The guy hadn’t actually left yet, by the way.
“Ah! So you don’t want to talk anymore, because I’ve asked a question that science can’t answer?” curious eyebrows inquire.
“I don’t want to talk, because this conversation has become obsolete to me.”
“Obsolete?”
“Yes. I get by without faking absolutely certainty about our situation. I’d rather think or suspend judgment than pretend. And hypothetically, even if some sort of god, any god, does exist, and our lives can be considered gifts from Her: Do you think She wants us to praise Her forever, rather than simply enjoy the present? Would any decent and genuine gift giver really want you kissing their ass all the time for what they’ve done? Would any decent god want infinite praise for what, as far as anyone can tell, only came natural to Her?
“I’m not pretending,” he corrects me. “I have a personal relationship with God, and know who He, not she, is. And I don’t view myself as doing any ‘butt kissing.’ Thanking and being respectful is appreciation. And what difference does it make to you if myself and people like me, we believe in and preach about God’s love? What’s it to you?”
“Gods and religions have resulted in quite a bit more than basic preaching. The case is often made that organized religion has resulted in more murders and wars and oppression than has anything else.”

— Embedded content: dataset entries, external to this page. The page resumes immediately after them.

use super::Shared;
use crate::{engine::Engine, error::Error, Result};
use std::{
    io,
    os::fd::{AsRawFd, RawFd},
    rc::Rc,
};
use tokio::io::{unix::AsyncFd, Interest};
use tracing::{error, info, trace, warn};

/// Where the readiness monitor is in its life.
///
/// `Armed` moves to `Stopped` once, when the reactor reports an error or a
/// hang-up on the descriptor, or when the engine can no longer read it.
/// Nothing leaves `Stopped`.
#[derive(Debug, Clone, Copy, PartialEq, Eq)]
pub enum BridgeState {
    Idle,
    Armed,
    Stopped,
}

/// The engine's readiness descriptor as seen by the reactor. The engine owns
/// and closes the descriptor; this only borrows its number.
pub(crate) struct ReadinessHandle(RawFd);

impl AsRawFd for ReadinessHandle {
    fn as_raw_fd(&self) -> RawFd {
        self.0
    }
}

impl<E: Engine + 'static> Shared<E> {
    pub(super) fn start(self: &Rc<Self>) -> Result<()> {
        let _entered = self.span.enter();

        if self.state.get() != BridgeState::Idle {
            return Err(Error::AlreadyStarted);
        }

        let fd = self.engine.borrow().readiness_fd();
        let readiness = AsyncFd::with_interest(ReadinessHandle(fd), Interest::READABLE)?;
        if self.readiness.set(readiness).is_err() {
            return Err(Error::AlreadyStarted);
        }

        self.state.set(BridgeState::Armed);
        *self.monitor.borrow_mut() = Some(tokio::task::spawn_local(monitor(self.clone())));

        info!(fd, "monitoring engine readiness");

        Ok(())
    }
}

impl<E: Engine> Shared<E> {
    pub(super) fn on_readiness_event(&self, event: io::Result<()>) -> BridgeState {
        let _entered = self.span.enter();

        if self.state.get() != BridgeState::Armed {
            return self.state.get();
        }

        if self.draining.get() {
            warn!("ignoring readiness event raised from inside a drain");
            return BridgeState::Armed;
        }

        let drained = event.and_then(|()| {
            self.draining.set(true);
            let _draining = scopeguard::guard(&self.draining, |draining| draining.set(false));

            self.drain()
        });

        match drained {
            Ok(delivered) => trace!(delivered, "drained engine"),
            Err(err) => {
                error!(%err, "readiness handle failed, no further query will complete");
                self.state.set(BridgeState::Stopped);
            }
        }

        self.state.get()
    }
}

async fn monitor<E: Engine>(shared: Rc<Shared<E>>) {
    let Some(readiness) = shared.readiness.get() else {
        return;
    };

    loop {
        let event = match readiness.readable().await {
            // Closed readiness survives `clear_ready`, so the descriptor would
            // report ready forever.
            Ok(guard) if guard.ready().is_read_closed() || guard.ready().is_error() => {
                Err(io::Error::new(
                    io::ErrorKind::BrokenPipe,
                    "engine readiness channel closed",
                ))
            }
            Ok(mut guard) => {
                // The drain reads the descriptor until it would block, so any
                // byte written after this point raises a fresh event.
                guard.clear_ready();
                Ok(())
            }
            Err(err) => Err(err),
        };

        if shared.on_readiness_event(event) != BridgeState::Armed {
            break;
        }
    }
}

#[cfg(test)]
mod tests {
    use super::*;
    use crate::{
        config::Config,
        engine::testing::{answer, negative, ScriptedEngine},
        error::ResolveError,
        resolver::{Resolution, Resolver},
    };
    use std::{cell::RefCell, net::Ipv4Addr, time::Duration};
    use tokio::task::LocalSet;
    use tracing::Span;

    fn scripted() -> (Resolver<ScriptedEngine>, crate::engine::testing::ScriptHandle) {
        let (engine, handle) = ScriptedEngine::new().unwrap();
        let resolver = Resolver::with_engine(
            Config::new("127.0.0.1".parse().unwrap()),
            Span::none(),
            move || Ok(engine),
        )
        .unwrap();
        (resolver, handle)
    }

    async fn settle() {
        for _ in 0..10 {
            tokio::task::yield_now().await;
        }
        tokio::time::sleep(Duration::from_millis(20)).await;
    }

    #[test]
    fn events_before_start_are_ignored() {
        let (resolver, handle) = scripted();

        assert_eq!(resolver.on_readiness_event(Ok(())), BridgeState::Idle);
        assert_eq!(handle.process_calls(), 0);
    }

    #[test_log::test(tokio::test)]
    async fn start_twice_fails() {
        LocalSet::new()
            .run_until(async {
                let (resolver, _handle) = scripted();

                resolver.start().unwrap();
                assert_eq!(resolver.state(), BridgeState::Armed);
                assert!(matches!(resolver.start(), Err(Error::AlreadyStarted)));
            })
            .await;
    }

    #[test_log::test(tokio::test)]
    async fn empty_drain_keeps_monitoring_armed() {
        LocalSet::new()
            .run_until(async {
                let (resolver, handle) = scripted();
                resolver.start().unwrap();

                assert_eq!(resolver.on_readiness_event(Ok(())), BridgeState::Armed);
                assert_eq!(handle.process_calls(), 1);

                // A spurious wake-up with nothing queued.
                handle.signal();
                settle().await;

                assert_eq!(resolver.state(), BridgeState::Armed);
                assert_eq!(handle.process_calls(), 2);
            })
            .await;
    }

    #[test_log::test(tokio::test)]
    async fn readiness_drives_callbacks() {
        LocalSet::new()
            .run_until(async {
                let (resolver, handle) = scripted();
                resolver.start().unwrap();

                let results = Rc::new(RefCell::new(Vec::<Resolution>::new()));
                let ids: Vec<_> = ["ok.example", "example.invalid", "third.example"]
                    .into_iter()
                    .map(|name| {
                        let results = results.clone();
                        resolver.submit(name, move |r| results.borrow_mut().push(r))
                    })
                    .collect();

                let addrs: Vec<Ipv4Addr> =
                    vec!["192.0.2.1".parse().unwrap(), "192.0.2.2".parse().unwrap()];
                handle.queue(ids[0], 0, Some(answer(&addrs)));
                handle.queue(ids[1], 0, Some(negative(3)));
                handle.signal();
                settle().await;

                assert_eq!(
                    *results.borrow(),
                    vec![Ok(addrs.clone()), Err(ResolveError::Response(3))]
                );

                // Monitoring was re-armed after the first drain.
                handle.answer(ids[2], &addrs[..1]);
                settle().await;

                assert_eq!(results.borrow().len(), 3);
                assert_eq!(resolver.pending_queries(), 0);
            })
            .await;
    }

    #[test_log::test(tokio::test)]
    async fn lookup_future_resolves_through_the_monitor() {
        LocalSet::new()
            .run_until(async {
                let (resolver, handle) = scripted();
                resolver.start().unwrap();

                let lookup = resolver.lookup("ok.example");
                let id = handle.pending()[0].0;
                handle.answer(id, &["198.51.100.7".parse().unwrap()]);

                assert_eq!(lookup.await, Ok(vec!["198.51.100.7".parse().unwrap()]));
            })
            .await;
    }

    #[test_log::test(tokio::test)]
    async fn handle_error_stops_monitoring_for_good() {
        LocalSet::new()
            .run_until(async {
                let (resolver, handle) = scripted();
                resolver.start().unwrap();

                let broken = io::Error::from(io::ErrorKind::BrokenPipe);
                let state = resolver.on_readiness_event(Err(broken));
                assert_eq!(state, BridgeState::Stopped);
                assert!(resolver.is_stopped());
                settle().await;

                let fired = Rc::new(RefCell::new(false));
                let id = {
                    let fired = fired.clone();
                    resolver.submit("late.example", move |_| *fired.borrow_mut() = true)
                };
                handle.answer(id, &["192.0.2.9".parse().unwrap()]);

                let lookup = resolver.lookup("later.example");
                assert_eq!(
                    tokio::time::timeout(Duration::from_millis(100), lookup).await.ok(),
                    None
                );
                assert!(!*fired.borrow());
                assert_eq!(resolver.on_readiness_event(Ok(())), BridgeState::Stopped);
                assert!(!*fired.borrow());
            })
            .await;
    }

    #[test_log::test(tokio::test)]
    async fn closed_readiness_channel_stops_the_monitor() {
        LocalSet::new()
            .run_until(async {
                let (resolver, handle) = scripted();
                resolver.start().unwrap();

                let lookup = resolver.lookup("ok.example");
                handle.close();

                tokio::time::timeout(Duration::from_secs(1), async {
                    while !resolver.is_stopped() {
                        tokio::time::sleep(Duration::from_millis(5)).await;
                    }
                })
                .await
                .unwrap();

                assert!(handle.process_calls() <= 1);
                assert_eq!(resolver.pending_queries(), 1);
                assert_eq!(
                    tokio::time::timeout(Duration::from_millis(50), lookup).await.ok(),
                    None
                );
            })
            .await;
    }

    #[test_log::test(tokio::test)]
    async fn engine_failing_to_read_its_channel_stops_monitoring() {
        LocalSet::new()
            .run_until(async {
                let (resolver, handle) = scripted();
                resolver.start().unwrap();

                // The monitor has not run yet; drive the event by hand.
                handle.close();
                assert_eq!(resolver.on_readiness_event(Ok(())), BridgeState::Stopped);
                assert_eq!(handle.process_calls(), 0);
                assert!(!resolver.shared.draining.get());
            })
            .await;
    }

    #[test_log::test(tokio::test)]
    async fn timeout_cancels_the_query() {
        LocalSet::new()
            .run_until(async {
                let (resolver, handle) = scripted();
                resolver.start().unwrap();

                let result = resolver
                    .lookup_timeout("slow.example", Duration::from_millis(20))
                    .await;

                assert_eq!(result, Err(ResolveError::TimedOut));
                assert_eq!(resolver.pending_queries(), 0);
                assert_eq!(handle.cancelled().len(), 1);
            })
            .await;
    }
}
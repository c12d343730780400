use serde::Deserialize;
use std::net::{IpAddr, Ipv4Addr};

pub const DEFAULT_CONCURRENCY: u32 = 4096;
pub const DEFAULT_VERBOSITY: u8 = 1;

/// Settings fixed when the resolver is created.
///
/// Caching and the processing module are not part of this struct: caches are
/// always disabled and the engine always runs only its iterator module.
#[derive(Debug, Clone, PartialEq, Eq, Deserialize)]
pub struct Config {
    pub outbound: IpAddr,
    #[serde(default = "default_concurrency")]
    pub concurrency: u32,
    #[serde(default = "default_verbosity")]
    pub verbosity: u8,
}

fn default_concurrency() -> u32 {
    DEFAULT_CONCURRENCY
}

fn default_verbosity() -> u8 {
    DEFAULT_VERBOSITY
}

impl Config {
    pub fn new(outbound: IpAddr) -> Self {
        Self {
            outbound,
            concurrency: DEFAULT_CONCURRENCY,
            verbosity: DEFAULT_VERBOSITY,
        }
    }

    /// The option profile handed to the engine, in the order it is applied.
    pub fn engine_options(&self) -> Vec<(&'static str, String)> {
        let outbound = self.outbound.to_string();
        vec![
            ("interface:", outbound.clone()),
            ("outgoing-interface:", outbound),
            ("msg-cache-size:", "0".to_owned()),
            ("rrset-cache-size:", "0".to_owned()),
            ("key-cache-size:", "0".to_owned()),
            ("module-config:", "iterator".to_owned()),
            ("verbosity:", self.verbosity.to_string()),
            ("outgoing-range:", self.concurrency.to_string()),
            ("num-queries-per-thread:", self.concurrency.to_string()),
        ]
    }
}

impl Default for Config {
    fn default() -> Self {
        Self::new(IpAddr::V4(Ipv4Addr::UNSPECIFIED))
    }
}
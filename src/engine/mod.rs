pub mod hickory;
#[cfg(test)]
pub(crate) mod testing;

use std::{fmt, io, os::fd::RawFd};

pub const RR_TYPE_A: u16 = 1;
pub const RR_TYPE_AAAA: u16 = 28;
pub const RR_CLASS_IN: u16 = 1;

/// Status codes an engine reports for rejected options, rejected queries and
/// failed resolutions. Zero is success.
pub mod status {
    pub const SOCKET: i32 = -1;
    pub const NOMEM: i32 = -2;
    pub const SYNTAX: i32 = -3;
    pub const SERVFAIL: i32 = -4;
    pub const AFTER_FINAL: i32 = -6;
    pub const INIT_FAIL: i32 = -7;
    pub const PIPE: i32 = -8;
    pub const NO_ID: i32 = -10;

    pub fn name(code: i32) -> Option<&'static str> {
        Some(match code {
            0 => "no error",
            SOCKET => "socket error",
            NOMEM => "out of memory",
            SYNTAX => "syntax error",
            SERVFAIL => "server failure",
            AFTER_FINAL => "setting change after finalize",
            INIT_FAIL => "initialization failed",
            PIPE => "pipe error",
            NO_ID => "unknown query id",
            _ => return None,
        })
    }
}

/// Identifier an engine hands out for one in-flight query.
///
/// Engines never hand out [`QueryId::NONE`].
#[derive(Debug, Clone, Copy, PartialEq, Eq, Hash, PartialOrd, Ord)]
pub struct QueryId(pub u32);

impl QueryId {
    pub const NONE: QueryId = QueryId(0);

    pub fn is_none(&self) -> bool {
        *self == Self::NONE
    }
}

impl fmt::Display for QueryId {
    fn fmt(&self, f: &mut fmt::Formatter<'_>) -> fmt::Result {
        write!(f, "#{}", self.0)
    }
}

/// What the engine knows about a finished query.
#[derive(Debug, Clone, Default, PartialEq, Eq)]
pub struct RawResult {
    pub qname: String,
    pub qtype: u16,
    pub qclass: u16,
    /// Rdata of each answer record, in the order the engine received them.
    pub data: Vec<Vec<u8>>,
    pub canonname: Option<String>,
    pub rcode: u16,
    pub has_data: bool,
    pub nxdomain: bool,
    pub ttl: u32,
}

#[derive(Debug, Clone, PartialEq, Eq)]
pub struct Completion {
    pub id: QueryId,
    pub status: i32,
    pub result: Option<RawResult>,
}

/// The capability the resolver needs from an external resolution engine.
///
/// Creating the engine is allocating its context; dropping it destroys the
/// context and every query still pending in it.
pub trait Engine {
    /// Sets a configuration option. Names carry their trailing colon, as in
    /// `"msg-cache-size:"`. Returns the engine status code on rejection.
    fn set_option(&mut self, name: &str, value: &str) -> Result<(), i32>;

    /// The descriptor whose read readiness means completions are waiting.
    fn readiness_fd(&self) -> RawFd;

    /// Schedules a lookup. Never delivers the completion before returning.
    fn resolve_async(&mut self, name: &str, rrtype: u16, rrclass: u16) -> Result<QueryId, i32>;

    fn cancel(&mut self, id: QueryId) -> Result<(), i32>;

    /// Services the readiness descriptor until it would block and hands every
    /// completion that is due to `deliver`.
    fn process(&mut self, deliver: &mut dyn FnMut(Completion)) -> io::Result<()>;
}
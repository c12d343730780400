use crate::engine::status;
use hickory_proto::op::ResponseCode;
use std::{fmt, io};

#[derive(thiserror::Error, Debug)]
pub enum Error {
    #[error("failed to create resolution engine context: {0}")]
    EngineInit(#[source] io::Error),

    #[error("engine rejected option {name} {value}: {}", describe_status(*.code))]
    EngineOption {
        name: String,
        value: String,
        code: i32,
    },

    #[error("resolver is already monitoring its readiness handle")]
    AlreadyStarted,

    #[error("io error: {0}")]
    Io(#[from] io::Error),
}

/// The error half of a resolution result.
///
/// Every variant but `Response` carries a code in the generic category:
/// negative values are engine status codes, positive values are errno values.
#[derive(thiserror::Error, Debug, Clone, PartialEq, Eq)]
pub enum ResolveError {
    /// The engine refused the query before scheduling it.
    #[error("query rejected: {}", describe_status(*.0))]
    Rejected(i32),

    /// The engine finished the query with a nonzero status.
    #[error("resolution failed: {}", describe_status(*.0))]
    Failed(i32),

    /// The engine got an answer carrying a nonzero response code.
    #[error("server responded with {}", <ResponseCode as From<u16>>::from(*.0))]
    Response(u16),

    /// The answer had neither data nor an error response code.
    #[error("operation canceled")]
    Canceled,

    /// The answer claimed data but none of it was a usable address.
    #[error("malformed answer data")]
    Malformed,

    /// A deadline set above the resolver expired first.
    #[error("lookup timed out")]
    TimedOut,
}

impl ResolveError {
    /// The numeric code in the category given by [`ResolveError::is_response_code`].
    pub fn code(&self) -> i32 {
        match self {
            ResolveError::Rejected(code) | ResolveError::Failed(code) => *code,
            ResolveError::Response(rcode) => i32::from(*rcode),
            ResolveError::Canceled => libc::ECANCELED,
            ResolveError::Malformed => libc::EBADMSG,
            ResolveError::TimedOut => libc::ETIMEDOUT,
        }
    }

    pub fn is_response_code(&self) -> bool {
        matches!(self, ResolveError::Response(_))
    }
}

pub(crate) fn describe_status(code: i32) -> StatusDisplay {
    StatusDisplay(code)
}

pub(crate) struct StatusDisplay(i32);

impl fmt::Display for StatusDisplay {
    fn fmt(&self, f: &mut fmt::Formatter<'_>) -> fmt::Result {
        match status::name(self.0) {
            Some(name) => write!(f, "{} ({})", name, self.0),
            None => write!(f, "{}", io::Error::from_raw_os_error(self.0)),
        }
    }
}
pub mod bridge;

use crate::{
    config::Config,
    engine::{hickory::HickoryEngine, status, Engine, QueryId, RawResult, RR_CLASS_IN, RR_TYPE_A},
    error::{Error, ResolveError},
    lookup::{CancelQuery, Lookup},
    Result,
};
use bridge::{BridgeState, ReadinessHandle};
use futures::channel::oneshot;
use rustc_hash::FxHashMap;
use std::{
    cell::{Cell, OnceCell, RefCell},
    fmt::{self, Debug},
    io,
    net::Ipv4Addr,
    os::fd::RawFd,
    rc::Rc,
    time::Duration,
};
use tokio::{io::unix::AsyncFd, task::JoinHandle};
use tracing::{debug, error, info_span, trace, warn, Span};

pub type Resolution = std::result::Result<Vec<Ipv4Addr>, ResolveError>;

type Callback = Box<dyn FnOnce(Resolution)>;

struct PendingQuery {
    name: String,
    on_complete: Callback,
}

/// A resolver bound to the reactor of the thread that created it.
///
/// Every completion callback runs on this thread, either from the readiness
/// monitor spawned by [`Resolver::start`] or, when the engine refuses a query
/// outright, from inside [`Resolver::submit`].
pub struct Resolver<E: Engine + 'static> {
    shared: Rc<Shared<E>>,
}

pub(crate) struct Shared<E: Engine> {
    // Dropped before `engine`: the registration must go before the engine
    // closes the descriptor.
    readiness: OnceCell<AsyncFd<ReadinessHandle>>,
    engine: RefCell<E>,
    pending: RefCell<FxHashMap<QueryId, PendingQuery>>,
    state: Cell<BridgeState>,
    draining: Cell<bool>,
    monitor: RefCell<Option<JoinHandle<()>>>,
    config: Config,
    span: Span,
}

impl Resolver<HickoryEngine> {
    pub fn new(config: Config) -> Result<Self> {
        let span = default_span(&config);
        Self::with_engine(config, span, HickoryEngine::create)
    }
}

fn default_span(config: &Config) -> Span {
    info_span!("resolver", outbound = %config.outbound)
}

impl<E: Engine + 'static> Resolver<E> {
    /// Allocates the engine context with `create` and applies the fixed option
    /// profile of `config` to it.
    pub fn with_engine<F>(config: Config, span: Span, create: F) -> Result<Self>
    where
        F: FnOnce() -> io::Result<E>,
    {
        let mut engine = span.in_scope(create).map_err(Error::EngineInit)?;

        for (name, value) in config.engine_options() {
            if let Err(code) = engine.set_option(name, &value) {
                error!(parent: &span, name, %value, code, "engine rejected option");
                return Err(Error::EngineOption {
                    name: name.to_owned(),
                    value,
                    code,
                });
            }
        }

        debug!(parent: &span, concurrency = config.concurrency, "resolver created");

        Ok(Self {
            shared: Rc::new(Shared {
                readiness: OnceCell::new(),
                engine: RefCell::new(engine),
                pending: RefCell::new(FxHashMap::default()),
                state: Cell::new(BridgeState::Idle),
                draining: Cell::new(false),
                monitor: RefCell::new(None),
                config,
                span,
            }),
        })
    }

    /// Starts monitoring the engine's readiness descriptor.
    ///
    /// Must be called from within a [`tokio::task::LocalSet`] on a runtime
    /// with IO enabled. Fails with [`Error::AlreadyStarted`] on a second call.
    pub fn start(&self) -> Result<()> {
        self.shared.start()
    }

    /// Schedules an A lookup for `name`. `on_complete` is called exactly once,
    /// unless the query is cancelled or the resolver is dropped first.
    ///
    /// When the engine refuses the query, `on_complete` runs before this
    /// returns and the returned id is [`QueryId::NONE`].
    pub fn submit<F>(&self, name: &str, on_complete: F) -> QueryId
    where
        F: FnOnce(Resolution) + 'static,
    {
        self.shared.submit(name, Box::new(on_complete))
    }

    /// Returns `false` when `id` is not pending, which includes queries whose
    /// callback already ran. On `true` the callback will never run.
    pub fn cancel(&self, id: QueryId) -> bool {
        self.shared.cancel(id)
    }

    /// A future resolving `name`; dropping it before it finishes cancels the
    /// query.
    pub fn lookup(&self, name: &str) -> Lookup {
        let (sender, receiver) = oneshot::channel();
        let id = self.submit(name, move |result| {
            let _ = sender.send(result);
        });

        let shared: Rc<dyn CancelQuery> = self.shared.clone();
        Lookup::new(id, receiver, Rc::downgrade(&shared))
    }

    /// Like [`Resolver::lookup`], cancelling the query once `timeout` passes.
    pub async fn lookup_timeout(&self, name: &str, timeout: Duration) -> Resolution {
        tokio::time::timeout(timeout, self.lookup(name))
            .await
            .unwrap_or(Err(ResolveError::TimedOut))
    }

    /// Handles one readiness event from the host reactor. The monitor task
    /// started by [`Resolver::start`] calls this for every event.
    pub fn on_readiness_event(&self, event: io::Result<()>) -> BridgeState {
        self.shared.on_readiness_event(event)
    }

    pub fn state(&self) -> BridgeState {
        self.shared.state.get()
    }

    pub fn is_stopped(&self) -> bool {
        self.state() == BridgeState::Stopped
    }

    pub fn pending_queries(&self) -> usize {
        self.shared.pending.borrow().len()
    }

    pub fn readiness_fd(&self) -> RawFd {
        self.shared.engine.borrow().readiness_fd()
    }

    pub fn config(&self) -> &Config {
        &self.shared.config
    }

    /// Stops monitoring and releases the engine. Pending callbacks are
    /// dropped without being called.
    pub fn destroy(self) {
        debug!(parent: &self.shared.span, "destroying resolver");
    }
}

impl<E: Engine + 'static> Drop for Resolver<E> {
    fn drop(&mut self) {
        if let Some(monitor) = self.shared.monitor.borrow_mut().take() {
            monitor.abort();
        }

        let abandoned = std::mem::take(&mut *self.shared.pending.borrow_mut());
        if !abandoned.is_empty() {
            debug!(
                parent: &self.shared.span,
                count = abandoned.len(),
                "abandoning pending queries"
            );
        }
    }
}

impl<E: Engine + 'static> Debug for Resolver<E> {
    fn fmt(&self, f: &mut fmt::Formatter<'_>) -> fmt::Result {
        f.debug_struct("Resolver")
            .field("outbound", &self.shared.config.outbound)
            .field("state", &self.shared.state.get())
            .field("pending", &self.shared.pending.borrow().len())
            .finish()
    }
}

impl<E: Engine> Shared<E> {
    fn submit(&self, name: &str, on_complete: Callback) -> QueryId {
        let _entered = self.span.enter();

        let submitted = self
            .engine
            .borrow_mut()
            .resolve_async(name, RR_TYPE_A, RR_CLASS_IN);

        let id = match submitted {
            Ok(id) => id,
            Err(code) => {
                warn!(name, code, "engine rejected query");
                on_complete(Err(ResolveError::Rejected(code)));
                return QueryId::NONE;
            }
        };

        let mut pending = self.pending.borrow_mut();
        // The engine keeps running its own query under a reused id, and its
        // completion goes to the callback already registered there.
        if id.is_none() || pending.contains_key(&id) {
            drop(pending);
            error!(%id, name, "engine handed out an id that is not free");
            on_complete(Err(ResolveError::Rejected(status::NO_ID)));
            return QueryId::NONE;
        }

        pending.insert(
            id,
            PendingQuery {
                name: name.to_owned(),
                on_complete,
            },
        );
        trace!(%id, name, "query submitted");

        id
    }

    fn cancel(&self, id: QueryId) -> bool {
        let _entered = self.span.enter();

        let removed = self.pending.borrow_mut().remove(&id);
        let Some(query) = removed else {
            trace!(%id, "nothing to cancel");
            return false;
        };

        // The registry decides: a completion the engine still delivers for
        // this id finds no callback.
        if let Err(code) = self.engine.borrow_mut().cancel(id) {
            debug!(%id, code, "engine no longer tracks the cancelled query");
        }
        debug!(%id, name = %query.name, "query cancelled");

        true
    }

    /// Runs the engine's drain once and dispatches what it delivered.
    /// Returns the number of callbacks invoked, or the engine's error once its
    /// readiness channel is unusable.
    fn drain(&self) -> io::Result<usize> {
        let mut ready = Vec::new();
        let processed = self
            .engine
            .borrow_mut()
            .process(&mut |completion| ready.push(completion));

        let mut delivered = 0;
        for completion in ready {
            let query = self.pending.borrow_mut().remove(&completion.id);
            let Some(query) = query else {
                trace!(id = %completion.id, "dropping completion of a query no longer pending");
                continue;
            };

            let result = translate(completion.status, completion.result.as_ref());
            match &result {
                Ok(addrs) => debug!(id = %completion.id, name = %query.name, ?addrs, "resolved"),
                Err(err) => debug!(id = %completion.id, name = %query.name, %err, "resolution failed"),
            }

            (query.on_complete)(result);
            delivered += 1;
        }

        processed.map(|()| delivered)
    }
}

impl<E: Engine> CancelQuery for Shared<E> {
    fn cancel_query(&self, id: QueryId) -> bool {
        self.cancel(id)
    }
}

/// Turns a raw engine completion into the caller facing result.
pub fn translate(status: i32, raw: Option<&RawResult>) -> Resolution {
    if status != 0 {
        return Err(ResolveError::Failed(status));
    }

    match raw {
        Some(raw) if raw.has_data => {
            let addrs: Vec<Ipv4Addr> = raw
                .data
                .iter()
                .filter_map(|rdata| <[u8; 4]>::try_from(rdata.as_slice()).ok())
                .map(Ipv4Addr::from)
                .collect();

            if addrs.is_empty() {
                Err(ResolveError::Malformed)
            } else {
                Ok(addrs)
            }
        }
        Some(raw) if raw.rcode != 0 => Err(ResolveError::Response(raw.rcode)),
        _ => Err(ResolveError::Canceled),
    }
}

The guy’s pupils circle the perimeter of his eye sockets and he starts, “First of all, I disagree, and say greed as the biggest source of killing. Also, anything can be used in excess or get abused. Get hit by a bolt of lightning or a livewire, and you’re done for. Yet a paramedic can grab two electrode pads of a defibrillator and press down onto somebody’s chest to stop cardiac arrest. So, is electricity always a dangerous thing? Sorry, but I don’t think religion is unconditionally bad; it’s misused to be that way. And examples of this are everywhere. People have come to my church asking for help to get off drugs, and received it. And it worked. You would probably say any praying and recovering cancer patient is in fact only rambling into the hospital walls they’re surrounded by, but I assure you that there is much more going on than that. About the wars and abortion clinic attacks, and everything else I’m sure you’ve seen: am I to deny that which I truly believe in and love, because you can cite other believers’ abuse? God does exist outside of as-seen-on-TV attacks and bombings.”
God: Electrode pads.
God: Hospital room walls.
God…dammit, I’m convinced the guy had that speech prewritten and practiced.